(Records from a data collection)
# # # #

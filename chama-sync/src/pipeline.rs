//! Shared one-shot sync entrypoint used by the CLI and the daemon.

use std::time::{Duration, Instant};

use serde::Serialize;

use chama_core::types::Collection;
use chama_core::LocalStore;

use crate::error::SyncError;
use crate::pull::{pull_all, NoHook, PullCounters, PullHook, PullStats};
use crate::push::{push_unsynced, PushReport};
use crate::remote::RemoteStore;

/// Which directions a sync run covers.
#[derive(Debug, Clone, Copy, PartialEq, Eq, Default)]
pub enum SyncMode {
    #[default]
    Both,
    PushOnly,
    PullOnly,
}

impl SyncMode {
    fn pushes(self) -> bool {
        matches!(self, SyncMode::Both | SyncMode::PushOnly)
    }

    fn pulls(self) -> bool {
        matches!(self, SyncMode::Both | SyncMode::PullOnly)
    }
}

/// Outcome of [`run`], flattened for display and the daemon protocol.
#[derive(Debug, Clone, Default, PartialEq, Eq, Serialize)]
pub struct SyncSummary {
    pub pushed: usize,
    pub superseded: usize,
    pub failed: Vec<String>,
    pub pulled: PullCounters,
    pub duration_ms: u128,
}

impl SyncSummary {
    fn absorb_push(&mut self, report: PushReport) {
        self.pushed += report.pushed.len();
        self.superseded += report.superseded.len();
        self.failed.extend(
            report
                .failed
                .into_iter()
                .map(|f| format!("{}/{}: {}", f.collection, f.key, f.error)),
        );
    }
}

/// [`run_with`] without ledger follow-ups beyond duplicate canonical-id
/// repair.
pub async fn run<S, R>(
    store: &S,
    remote: &R,
    mode: SyncMode,
    timeout: Duration,
) -> Result<SyncSummary, SyncError>
where
    S: LocalStore,
    R: RemoteStore + ?Sized,
{
    run_with(store, remote, &NoHook, mode, timeout).await
}

/// Push unsynced entities, then pull every collection once.
///
/// In [`SyncMode::Both`], local copies that the pull kept over an older
/// remote copy, or rewrote in a follow-up, are pushed again before
/// returning. A pull failure (remote unreachable) aborts the run; push
/// failures are per-entity and reported in the summary.
pub async fn run_with<S, R>(
    store: &S,
    remote: &R,
    hook: &dyn PullHook,
    mode: SyncMode,
    timeout: Duration,
) -> Result<SyncSummary, SyncError>
where
    S: LocalStore,
    R: RemoteStore + ?Sized,
{
    let started = Instant::now();
    let collections = Collection::all();
    let mut summary = SyncSummary::default();

    if mode.pushes() {
        let report = push_unsynced(store, remote, &collections, timeout).await?;
        summary.absorb_push(report);
    }

    if mode.pulls() {
        let stats = PullStats::default();
        for collection in &collections {
            tokio::time::timeout(timeout, pull_all(store, remote, hook, *collection, &stats))
                .await
                .map_err(|_| SyncError::Timeout(timeout.as_millis() as u64))??;
        }
        summary.pulled = stats.snapshot();
    }

    // Local copies that won against the remote, and follow-up writes, were
    // re-queued by the pull.
    if mode == SyncMode::Both && summary.pulled.kept_local + summary.pulled.settled > 0 {
        let report = push_unsynced(store, remote, &collections, timeout).await?;
        summary.absorb_push(report);
    }

    summary.duration_ms = started.elapsed().as_millis();
    Ok(summary)
}
//! Newline-delimited JSON over the daemon's Unix socket.
//!
//! ```text
//! → {"cmd":"status"}
//! ← {"ok":true,"data":{...}}
//! → {"cmd":"sync","direction":"push"}
//! ← {"ok":false,"error":"..."}
//! ```

use std::io::{BufRead, BufReader, Write};
use std::os::unix::net::UnixStream;
use std::path::Path;
use std::thread::sleep;
use std::time::Duration;

use serde::{Deserialize, Serialize};
use serde_json::Value;

use chama_sync::SyncMode;

use crate::error::{io_err, DaemonError};
use crate::paths::socket_path;

/// Directions a socket-triggered sync covers.
#[derive(Debug, Clone, Copy, PartialEq, Eq, Serialize, Deserialize, Default)]
#[serde(rename_all = "lowercase")]
pub enum SyncDirection {
    #[default]
    Both,
    Push,
    Pull,
}

impl From<SyncDirection> for SyncMode {
    fn from(direction: SyncDirection) -> Self {
        match direction {
            SyncDirection::Both => SyncMode::Both,
            SyncDirection::Push => SyncMode::PushOnly,
            SyncDirection::Pull => SyncMode::PullOnly,
        }
    }
}

#[derive(Debug, Clone, Serialize, Deserialize)]
pub struct DaemonRequest {
    pub cmd: String,
    #[serde(default, skip_serializing_if = "Option::is_none")]
    pub direction: Option<SyncDirection>,
}

impl DaemonRequest {
    pub fn new(cmd: &str) -> Self {
        Self {
            cmd: cmd.to_string(),
            direction: None,
        }
    }
}

#[derive(Debug, Clone, Serialize, Deserialize)]
pub struct DaemonResponse {
    pub ok: bool,
    #[serde(skip_serializing_if = "Option::is_none")]
    pub data: Option<Value>,
    #[serde(skip_serializing_if = "Option::is_none")]
    pub error: Option<String>,
}

impl DaemonResponse {
    pub fn ok(data: Value) -> Self {
        Self {
            ok: true,
            data: Some(data),
            error: None,
        }
    }

    pub fn error(message: impl Into<String>) -> Self {
        Self {
            ok: false,
            data: None,
            error: Some(message.into()),
        }
    }
}

/// Send one request to the daemon socket and read one response line.
pub fn send_request(home: &Path, request: &DaemonRequest) -> Result<DaemonResponse, DaemonError> {
    let socket = socket_path(home);
    if !socket.exists() {
        return Err(DaemonError::DaemonNotRunning { socket });
    }

    let mut stream = UnixStream::connect(&socket).map_err(|err| {
        if matches!(
            err.kind(),
            std::io::ErrorKind::NotFound
                | std::io::ErrorKind::ConnectionRefused
                | std::io::ErrorKind::ConnectionReset
        ) {
            DaemonError::DaemonNotRunning {
                socket: socket.clone(),
            }
        } else {
            io_err(&socket, err)
        }
    })?;

    let mut payload = serde_json::to_string(request)?;
    payload.push('\n');
    stream
        .write_all(payload.as_bytes())
        .map_err(|e| io_err(&socket, e))?;
    stream.flush().map_err(|e| io_err(&socket, e))?;

    let mut line = String::new();
    let read = BufReader::new(stream)
        .read_line(&mut line)
        .map_err(|e| io_err(&socket, e))?;
    if read == 0 {
        return Err(DaemonError::Protocol(
            "daemon closed connection before responding".to_string(),
        ));
    }
    Ok(serde_json::from_str(line.trim_end())?)
}

/// Query status, retrying briefly while a freshly started daemon binds.
pub fn request_status(home: &Path) -> Result<Value, DaemonError> {
    let request = DaemonRequest::new("status");
    let mut attempts_left = 5;
    loop {
        match send_request(home, &request) {
            Ok(response) => return response_into_data(response),
            Err(err @ DaemonError::DaemonNotRunning { .. }) => {
                attempts_left -= 1;
                if attempts_left == 0 {
                    return Err(err);
                }
                sleep(Duration::from_millis(100));
            }
            Err(err) => return Err(err),
        }
    }
}

pub fn request_stop(home: &Path) -> Result<(), DaemonError> {
    let response = send_request(home, &DaemonRequest::new("stop"))?;
    response_into_data(response).map(|_| ())
}

pub fn request_sync(home: &Path, direction: SyncDirection) -> Result<Value, DaemonError> {
    let request = DaemonRequest {
        cmd: "sync".to_string(),
        direction: Some(direction),
    };
    response_into_data(send_request(home, &request)?)
}

fn response_into_data(response: DaemonResponse) -> Result<Value, DaemonError> {
    if response.ok {
        Ok(response.data.unwrap_or(Value::Null))
    } else {
        Err(DaemonError::Protocol(
            response
                .error
                .unwrap_or_else(|| "unknown daemon error".to_string()),
        ))
    }
}

#[cfg(test)]
mod tests {
    use super::*;
    use tempfile::TempDir;

    #[test]
    fn request_omits_direction_unless_set() {
        let encoded = serde_json::to_string(&DaemonRequest::new("status")).unwrap();
        assert_eq!(encoded, r#"{"cmd":"status"}"#);

        let decoded: DaemonRequest =
            serde_json::from_str(r#"{"cmd":"sync","direction":"pull"}"#).unwrap();
        assert_eq!(decoded.direction, Some(SyncDirection::Pull));
        assert_eq!(SyncMode::from(SyncDirection::Pull), SyncMode::PullOnly);
    }

    #[test]
    fn missing_socket_means_not_running() {
        let home = TempDir::new().unwrap();
        let err = send_request(home.path(), &DaemonRequest::new("status")).unwrap_err();
        assert!(matches!(err, DaemonError::DaemonNotRunning { .. }));
    }

    #[test]
    fn error_response_becomes_protocol_error() {
        let err = response_into_data(DaemonResponse::error("boom")).unwrap_err();
        assert_eq!(err.to_string(), "daemon protocol error: boom");
    }
}
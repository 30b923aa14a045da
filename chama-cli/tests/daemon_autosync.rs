use std::path::{Path, PathBuf};
use std::process::{Child, Command, Stdio};
use std::thread::sleep;
use std::time::{Duration, Instant};

use serde_json::Value;
use tempfile::TempDir;

fn chama_bin_path() -> PathBuf {
    PathBuf::from(env!("CARGO_BIN_EXE_chama"))
}

fn chama(binary: &Path, home: &Path, args: &[&str]) -> std::process::Output {
    Command::new(binary)
        .env("HOME", home)
        .env("USERPROFILE", home)
        .args(args)
        .output()
        .expect("run chama")
}

struct DaemonProcess {
    child: Child,
    binary: PathBuf,
    home: PathBuf,
}

impl DaemonProcess {
    fn start(binary: PathBuf, home: PathBuf) -> Self {
        let child = Command::new(&binary)
            .env("HOME", &home)
            .env("USERPROFILE", &home)
            .args(["daemon", "start"])
            .stdin(Stdio::null())
            .stdout(Stdio::null())
            .stderr(Stdio::null())
            .spawn()
            .expect("spawn daemon");

        Self {
            child,
            binary,
            home,
        }
    }

    fn stop(&mut self) {
        let _ = chama(&self.binary, &self.home, &["daemon", "stop"]);

        let deadline = Instant::now() + Duration::from_secs(3);
        while Instant::now() < deadline {
            if let Ok(Some(_)) = self.child.try_wait() {
                return;
            }
            sleep(Duration::from_millis(50));
        }

        let _ = self.child.kill();
        let _ = self.child.wait();
    }

    fn exited(&mut self) -> bool {
        matches!(self.child.try_wait(), Ok(Some(_)))
    }
}

impl Drop for DaemonProcess {
    fn drop(&mut self) {
        self.stop();
    }
}

fn daemon_status(binary: &Path, home: &Path) -> Option<Value> {
    let output = chama(binary, home, &["daemon", "status"]);
    if !output.status.success() {
        return None;
    }
    serde_json::from_slice(&output.stdout).ok()
}

fn wait_until(timeout: Duration, mut condition: impl FnMut() -> bool) -> bool {
    let deadline = Instant::now() + timeout;
    while Instant::now() < deadline {
        if condition() {
            return true;
        }
        sleep(Duration::from_millis(100));
    }
    false
}

fn remote_documents(remote: &Path, collection: &str) -> usize {
    std::fs::read_dir(remote.join(collection))
        .map(|entries| {
            entries
                .filter_map(|e| e.ok())
                .filter(|e| e.path().extension().and_then(|x| x.to_str()) == Some("json"))
                .count()
        })
        .unwrap_or(0)
}

#[test]
fn store_change_is_pushed_by_running_daemon() {
    let home = TempDir::new().expect("home");
    let remote = TempDir::new().expect("remote");
    let binary = chama_bin_path();
    let remote_arg = remote.path().to_str().expect("utf8 path");

    assert!(chama(&binary, home.path(), &["init", "--device-id", "tablet", "--remote-root", remote_arg])
        .status
        .success());
    assert!(chama(&binary, home.path(), &["member", "add", "njeri", "--role", "treasurer"])
        .status
        .success());

    let mut daemon = DaemonProcess::start(binary.clone(), home.path().to_path_buf());
    assert!(
        wait_until(Duration::from_secs(5), || {
            daemon_status(&binary, home.path())
                .map(|s| s["running"] == Value::Bool(true))
                .unwrap_or(false)
        }),
        "daemon did not report running state in time",
    );
    let status = daemon_status(&binary, home.path()).expect("status");
    assert_eq!(status["device_id"], "tablet");

    let created = chama(
        &binary,
        home.path(),
        &["record", "create", "--kind", "investment", "--amount", "90000", "--by", "njeri"],
    );
    assert!(
        created.status.success(),
        "create failed: {}",
        String::from_utf8_lossy(&created.stderr)
    );

    assert!(
        wait_until(Duration::from_secs(10), || remote_documents(remote.path(), "investments") == 1),
        "daemon did not push the new record within timeout",
    );

    let synced = chama(&binary, home.path(), &["sync"]);
    assert!(
        synced.status.success(),
        "sync via daemon failed: {}",
        String::from_utf8_lossy(&synced.stderr)
    );
    assert!(String::from_utf8_lossy(&synced.stdout).contains("(daemon)"));

    daemon.stop();
    assert!(daemon.exited(), "daemon should exit after stop");
    assert!(!home.path().join(".chama/run/daemon.sock").exists());
}

#[test]
fn status_without_daemon_reports_not_running() {
    let home = TempDir::new().expect("home");
    let status = daemon_status(&chama_bin_path(), home.path()).expect("status JSON");
    assert_eq!(status["running"], Value::Bool(false));
}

# # # #

WHAT THE TASK REQUIRES:
Go through the entries and count the lines where the word "DaemonResponse" appears; give only the count.

OUTPUT OF THE EXERCISE:
5